//! Integration tests for the harvest control loop against the simulated world
//!
//! These tests drive whole ticks through HarvestController and verify:
//! - Tool loss halts and pauses the run
//! - Journal feedback is turned into depleted / retry / success outcomes
//! - Site exhaustion advances the waypoint cursor, failed travel does not
//! - Over-capacity handling converts, offloads and unloads at home
//! - Stopping the run unwinds cleanly

use autoharvest::config::MemorySettingsStore;
use autoharvest::models::{EquipSlot, HarvestProfile, LoopPhase, Position};
use autoharvest::services::CapacityResolution;
use autoharvest::{
    ConfigManager, HarvestController, HarvestSettings, RunConfig, RunControl, RunMode, SimulatedWorld,
    TickReport, TravelStyle, World,
};
use std::sync::atomic::Ordering;
use tokio::time::{Duration, sleep, timeout};

const SITE: Position = Position { x: 100, y: 100, z: 0 };

fn controller(world: SimulatedWorld, config: RunConfig) -> HarvestController<SimulatedWorld> {
    HarvestController::with_config(
        world,
        RunControl::new(RunMode::Running),
        HarvestSettings::default(),
        ConfigManager::new(MemorySettingsStore::new()),
        config,
    )
}

/// Avatar standing at SITE with an axe and nothing configured.
fn bare_site() -> SimulatedWorld {
    let world = SimulatedWorld::new(HarvestProfile::lumber());
    world.set_position(SITE);
    world.equip_tool(EquipSlot::TwoHanded, HarvestProfile::AXE);
    world
}

#[tokio::test(start_paused = true)]
async fn test_missing_tool_pauses_run() {
    let world = SimulatedWorld::new(HarvestProfile::lumber());
    world.set_position(SITE);
    world.add_source(101, 100, 0, 0x0CD0, 5);
    let mut controller = controller(world, RunConfig::default());

    let report = controller.tick().await.unwrap();

    assert_eq!(report, TickReport::NoTool);
    assert_eq!(controller.control().mode(), RunMode::Paused);
    assert!(
        controller
            .world()
            .messages()
            .contains(&"Equip an axe to continue.".to_string())
    );
    assert_eq!(controller.world().count_in_backpack(HarvestProfile::LOGS), 0);
}

#[tokio::test(start_paused = true)]
async fn test_no_wood_marks_tile_depleted() {
    let world = bare_site();
    world.add_source(101, 100, 0, 0x0CD0, 0);
    let mut controller = controller(world, RunConfig::default());

    let report = controller.tick().await.unwrap();

    assert_eq!(report, TickReport::SiteExhausted { traveled: false });
    assert!(controller.session().cache.is_depleted(101, 100));
    assert_eq!(controller.metrics().depleted.load(Ordering::Relaxed), 1);

    // Still standing in the same spot: the tile is not tried again.
    let report = controller.tick().await.unwrap();
    assert_eq!(report, TickReport::SiteExhausted { traveled: false });
    assert_eq!(controller.metrics().depleted.load(Ordering::Relaxed), 1);
}

#[tokio::test(start_paused = true)]
async fn test_moving_clears_depleted_tiles() {
    let world = bare_site();
    world.add_source(101, 100, 0, 0x0CD0, 0);
    let mut controller = controller(world, RunConfig::default());
    controller.tick().await.unwrap();
    assert!(controller.session().cache.is_depleted(101, 100));

    controller.world().set_position(Position::new(100, 101, 0));
    controller.tick().await.unwrap();

    assert_eq!(controller.metrics().depleted.load(Ordering::Relaxed), 2);
}

#[tokio::test(start_paused = true)]
async fn test_rate_limit_is_retry_not_depleted() {
    let world = bare_site();
    world.add_source(101, 100, 0, 0x0CD0, 5);
    world.add_source(99, 100, 0, 0x0CD3, 5);
    world.script_feedback("You must wait to perform another action.");
    let mut controller = controller(world, RunConfig::default());

    let report = controller.tick().await.unwrap();

    assert_eq!(report, TickReport::Harvested { successes: 1 });
    assert!(controller.session().cache.is_empty());
    assert_eq!(controller.metrics().retries.load(Ordering::Relaxed), 1);
    assert_eq!(controller.world().source_charges(101, 100), Some(5));
    assert_eq!(controller.world().source_charges(99, 100), Some(4));
}

#[tokio::test(start_paused = true)]
async fn test_successful_harvest_fills_backpack() {
    let world = bare_site();
    world.add_source(101, 100, 0, 0x0CD0, 5);
    world.add_source(100, 102, 0, 0x0CD3, 5);
    world.add_scenery(99, 99, 0, 0x0E75);
    let mut controller = controller(world, RunConfig::default());

    let report = controller.tick().await.unwrap();

    assert_eq!(report, TickReport::Harvested { successes: 2 });
    assert_eq!(controller.world().count_in_backpack(HarvestProfile::LOGS), 20);
    assert_eq!(controller.status().snapshot().phase, LoopPhase::Attempting);
    assert!(controller.session().marked_tile().is_some());
}

#[tokio::test(start_paused = true)]
async fn test_batch_stops_once_capacity_is_reached() {
    let world = bare_site();
    world.set_max_load(100);
    world.set_base_load(30);
    world.add_source(101, 100, 0, 0x0CD0, 5);
    world.add_source(99, 100, 0, 0x0CD3, 5);
    let mut controller = controller(world, RunConfig::default());

    let report = controller.tick().await.unwrap();

    assert_eq!(report, TickReport::CapacityReached { successes: 1 });
    assert_eq!(controller.world().source_charges(101, 100), Some(4));
    assert_eq!(controller.world().source_charges(99, 100), Some(5));
    assert_eq!(controller.world().count_in_backpack(HarvestProfile::LOGS), 10);
}

#[tokio::test(start_paused = true)]
async fn test_exhausted_site_advances_to_next_stop() {
    let (world, config) = SimulatedWorld::demo(TravelStyle::Magery);
    let mut controller = controller(world, config);
    assert_eq!(controller.session().navigator.cursor(), 0);

    let report = controller.tick().await.unwrap();

    assert_eq!(report, TickReport::SiteExhausted { traveled: true });
    assert_eq!(controller.session().navigator.cursor(), 1);
    assert_eq!(controller.world().prompt_replies(), vec![52]);
    assert_eq!(controller.world().position(), Position::new(1020, 1000, 0));
    assert_eq!(controller.status().snapshot().waypoint_index, 1);
}

#[tokio::test(start_paused = true)]
async fn test_unresponsive_travel_keeps_cursor() {
    let (world, config) = SimulatedWorld::demo(TravelStyle::Magery);
    world.set_prompt_responsive(false);
    let mut controller = controller(world, config);

    let report = controller.tick().await.unwrap();

    assert_eq!(report, TickReport::SiteExhausted { traveled: false });
    assert_eq!(controller.session().navigator.cursor(), 0);
    assert!(controller.world().prompt_replies().is_empty());
    assert!(
        controller
            .world()
            .messages()
            .iter()
            .any(|m| m.contains("did not open"))
    );
}

#[tokio::test(start_paused = true)]
async fn test_over_capacity_converts_and_offloads() {
    let world = bare_site();
    let carrier = world.add_container();
    world.set_max_load(300);
    world.set_base_load(100);
    world.add_backpack_item(HarvestProfile::LOGS, 80);
    let config = RunConfig {
        secondary_carrier: Some(carrier),
        use_secondary_carrier: true,
        ..RunConfig::default()
    };
    let mut controller = controller(world, config);

    let report = controller.tick().await.unwrap();

    assert_eq!(report, TickReport::OverCapacity(CapacityResolution::Relieved));
    assert_eq!(controller.world().count_in(carrier, HarvestProfile::BOARDS), 80);
    assert_eq!(controller.world().count_in_backpack(HarvestProfile::LOGS), 0);
}

#[tokio::test(start_paused = true)]
async fn test_over_capacity_without_way_home() {
    let (world, config) = SimulatedWorld::demo(TravelStyle::Magery);
    world.set_base_load(390);
    world.set_prompt_responsive(false);
    let mut controller = controller(world, config);

    let report = controller.tick().await.unwrap();

    assert_eq!(report, TickReport::OverCapacity(CapacityResolution::Stranded));
    assert!(
        controller
            .world()
            .messages()
            .contains(&"Unable to travel home.".to_string())
    );
    assert_eq!(controller.session().navigator.cursor(), 0);
}

#[tokio::test(start_paused = true)]
async fn test_paused_tick_waits_for_resume() {
    let world = bare_site();
    world.add_source(101, 100, 0, 0x0CD0, 5);
    let mut controller = controller(world, RunConfig::default());
    controller.control().pause();

    let blocked = timeout(Duration::from_secs(30), controller.tick()).await;
    assert!(blocked.is_err());
    assert_eq!(controller.world().count_in_backpack(HarvestProfile::LOGS), 0);
    assert_eq!(controller.status().snapshot().phase, LoopPhase::Paused);

    controller.control().resume();
    let report = controller.tick().await.unwrap();
    assert_eq!(report, TickReport::Harvested { successes: 1 });
}

#[tokio::test(start_paused = true)]
async fn test_stop_before_run_returns_ok() {
    let (world, config) = SimulatedWorld::demo(TravelStyle::Magery);
    let mut controller = controller(world, config);
    controller.control().stop();

    controller.run().await.unwrap();

    assert_eq!(controller.status().snapshot().mode, RunMode::Stopped);
    assert!(controller.world().prompt_replies().is_empty());
}

#[tokio::test(start_paused = true)]
async fn test_demo_world_runs_until_stopped() {
    let (world, config) = SimulatedWorld::demo(TravelStyle::Chivalry);
    let mut controller = controller(world, config);

    let stopper = controller.control().clone();
    tokio::spawn(async move {
        sleep(Duration::from_secs(600)).await;
        stopper.stop();
    });

    controller.run().await.unwrap();

    let metrics = controller.metrics();
    assert!(metrics.harvests.load(Ordering::Relaxed) > 0);
    assert!(metrics.travels.load(Ordering::Relaxed) > 0);
    assert!(controller.session().marked_tile().is_none());
    assert!(controller.world().prompt_replies().iter().all(|b| (75..=90).contains(b)));
}
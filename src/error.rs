use thiserror::Error;

/// Errors raised by the harvesting core.
///
/// Most world conditions are not errors at all (see the services docs); the
/// only one that unwinds the control loop is [`HarvestError::Stopped`].
#[derive(Error, Debug)]
pub enum HarvestError {
    #[error("Harvesting stopped")]
    Stopped,

    #[error("Settings store error for {key}: {source}")]
    Storage {
        key: String,
        #[source]
        source: std::io::Error,
    },

    #[error("Failed to serialize run configuration: {0}")]
    Serialize(#[from] serde_yaml_ng::Error),
}

impl HarvestError {
    pub fn is_stopped(&self) -> bool {
        matches!(self, HarvestError::Stopped)
    }
}

pub type HarvestResult<T> = std::result::Result<T, HarvestError>;
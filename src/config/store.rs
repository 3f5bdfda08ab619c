use crate::error::{HarvestError, HarvestResult};
use camino::{Utf8Path, Utf8PathBuf};
use std::collections::HashMap;
use std::fs;
use std::sync::{Mutex, PoisonError};

/// Per-avatar key/value persistence for configuration blobs.
pub trait SettingsStore {
    /// Stored blob for `key`, or `None` when nothing was saved yet.
    fn load(&self, key: &str) -> HarvestResult<Option<String>>;

    fn save(&self, key: &str, blob: &str) -> HarvestResult<()>;
}

/// One YAML file per key under `<data_dir>/<avatar>/`.
#[derive(Debug, Clone)]
pub struct FileSettingsStore {
    dir: Utf8PathBuf,
}

impl FileSettingsStore {
    pub fn new<P: AsRef<Utf8Path>>(dir: P) -> Self {
        Self {
            dir: dir.as_ref().to_path_buf(),
        }
    }

    /// Store scoped to one avatar, so two characters never share a configuration.
    pub fn for_avatar<P: AsRef<Utf8Path>>(data_dir: P, avatar: &str) -> Self {
        Self::new(data_dir.as_ref().join(avatar))
    }

    pub fn dir(&self) -> &Utf8Path {
        &self.dir
    }

    pub fn path_for(&self, key: &str) -> Utf8PathBuf {
        self.dir.join(format!("{key}.yaml"))
    }
}

impl SettingsStore for FileSettingsStore {
    fn load(&self, key: &str) -> HarvestResult<Option<String>> {
        let path = self.path_for(key);
        if !path.exists() {
            return Ok(None);
        }

        let blob = fs::read_to_string(&path).map_err(|source| HarvestError::Storage {
            key: key.to_string(),
            source,
        })?;
        tracing::debug!("Read {} bytes from {}", blob.len(), path);
        Ok(Some(blob))
    }

    fn save(&self, key: &str, blob: &str) -> HarvestResult<()> {
        let storage_error = |source| HarvestError::Storage {
            key: key.to_string(),
            source,
        };

        if !self.dir.exists() {
            fs::create_dir_all(&self.dir).map_err(storage_error)?;
        }
        fs::write(self.path_for(key), blob).map_err(storage_error)
    }
}

/// In-memory store for tests and dry runs.
#[derive(Debug, Default)]
pub struct MemorySettingsStore {
    entries: Mutex<HashMap<String, String>>,
}

impl MemorySettingsStore {
    pub fn new() -> Self {
        Self::default()
    }

    pub fn with_entry(key: &str, blob: &str) -> Self {
        let store = Self::new();
        store.insert(key, blob);
        store
    }

    fn insert(&self, key: &str, blob: &str) {
        self.entries
            .lock()
            .unwrap_or_else(PoisonError::into_inner)
            .insert(key.to_string(), blob.to_string());
    }
}

impl SettingsStore for MemorySettingsStore {
    fn load(&self, key: &str) -> HarvestResult<Option<String>> {
        Ok(self
            .entries
            .lock()
            .unwrap_or_else(PoisonError::into_inner)
            .get(key)
            .cloned())
    }

    fn save(&self, key: &str, blob: &str) -> HarvestResult<()> {
        self.insert(key, blob);
        Ok(())
    }
}
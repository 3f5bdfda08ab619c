use crate::models::AppSettings;
use anyhow::{Context, Result};
use camino::Utf8Path;
use config::{Config, Environment, File, FileFormat};

/// Name of the optional settings file inside the data directory
pub const SETTINGS_FILE: &str = "AutoHarvest.yaml";

/// Environment prefix; nested keys use `__`, e.g. `AUTOHARVEST_HARVEST__SEARCH_RADIUS=3`
pub const ENV_PREFIX: &str = "AUTOHARVEST";

/// Load process settings from `<dir>/AutoHarvest.yaml` overlaid with the environment.
///
/// A missing file is not an error; every field has a default.
pub fn load_app_settings(dir: &Utf8Path) -> Result<AppSettings> {
    let path = dir.join(SETTINGS_FILE);

    let layered = Config::builder()
        .add_source(File::new(path.as_str(), FileFormat::Yaml).required(false))
        .add_source(
            Environment::with_prefix(ENV_PREFIX)
                .prefix_separator("_")
                .separator("__")
                .try_parsing(true),
        )
        .build()
        .with_context(|| format!("Failed to read settings from {}", path))?;

    let settings: AppSettings = layered
        .try_deserialize()
        .with_context(|| format!("Failed to parse settings from {}", path))?;

    tracing::debug!("Loaded settings for avatar {}", settings.avatar);
    Ok(settings)
}
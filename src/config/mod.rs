mod settings;
mod store;

pub use settings::{ENV_PREFIX, SETTINGS_FILE, load_app_settings};
pub use store::{FileSettingsStore, MemorySettingsStore, SettingsStore};

use crate::error::HarvestResult;
use crate::models::RunConfig;

/// Key the run configuration blob is stored under
pub const RUN_CONFIG_KEY: &str = "auto_harvest_config";

/// Loads and persists the per-avatar [`RunConfig`].
///
/// Loading never fails: a missing, empty or unreadable blob falls back to
/// defaults with a warning. Every mutation made through
/// [`update`](Self::update) is written back immediately.
pub struct ConfigManager {
    store: Box<dyn SettingsStore>,
    key: String,
}

impl ConfigManager {
    pub fn new(store: impl SettingsStore + 'static) -> Self {
        Self {
            store: Box::new(store),
            key: RUN_CONFIG_KEY.to_string(),
        }
    }

    /// Parse a stored blob. Accepts YAML and legacy JSON; empty means defaults.
    pub fn parse_run_config(blob: &str) -> Result<RunConfig, serde_yaml_ng::Error> {
        if blob.trim().is_empty() {
            return Ok(RunConfig::default());
        }
        serde_yaml_ng::from_str(blob)
    }

    pub fn load_run_config(&self) -> RunConfig {
        let blob = match self.store.load(&self.key) {
            Ok(Some(blob)) => blob,
            Ok(None) => {
                tracing::info!("No saved run configuration, using defaults");
                return RunConfig::default();
            }
            Err(e) => {
                tracing::warn!("Could not read run configuration, using defaults: {}", e);
                return RunConfig::default();
            }
        };

        match Self::parse_run_config(&blob) {
            Ok(config) => {
                tracing::info!(
                    "Loaded run configuration: style={}, book={}, container={}",
                    config.travel_style.label(),
                    config.travel_source.is_some(),
                    config.drop_container.is_some()
                );
                config
            }
            Err(e) => {
                tracing::warn!("Run configuration is corrupt, using defaults: {}", e);
                RunConfig::default()
            }
        }
    }

    pub fn save_run_config(&self, config: &RunConfig) -> HarvestResult<()> {
        let blob = serde_yaml_ng::to_string(config)?;
        self.store.save(&self.key, &blob)?;
        tracing::debug!("Saved run configuration");
        Ok(())
    }

    /// Apply `change` and persist. `config` is left untouched if saving fails.
    pub fn update<F>(&self, config: &mut RunConfig, change: F) -> HarvestResult<()>
    where
        F: FnOnce(&mut RunConfig),
    {
        let mut updated = config.clone();
        change(&mut updated);
        self.save_run_config(&updated)?;
        *config = updated;
        Ok(())
    }
}

impl std::fmt::Debug for ConfigManager {
    fn fmt(&self, f: &mut std::fmt::Formatter<'_>) -> std::fmt::Result {
        f.debug_struct("ConfigManager").field("key", &self.key).finish()
    }
}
⁂
> **What is being asked**: Working from the records above, write out verbatim only the lines from the line containing "is corrupt, using" through the line containing "pub fn save_run_config(&self, config: &RunConfig)".

> **Task solution**:
                tracing::warn!("Run configuration is corrupt, using defaults: {}", e);
                RunConfig::default()
            }
        }
    }

    pub fn save_run_config(&self, config: &RunConfig) -> HarvestResult<()> {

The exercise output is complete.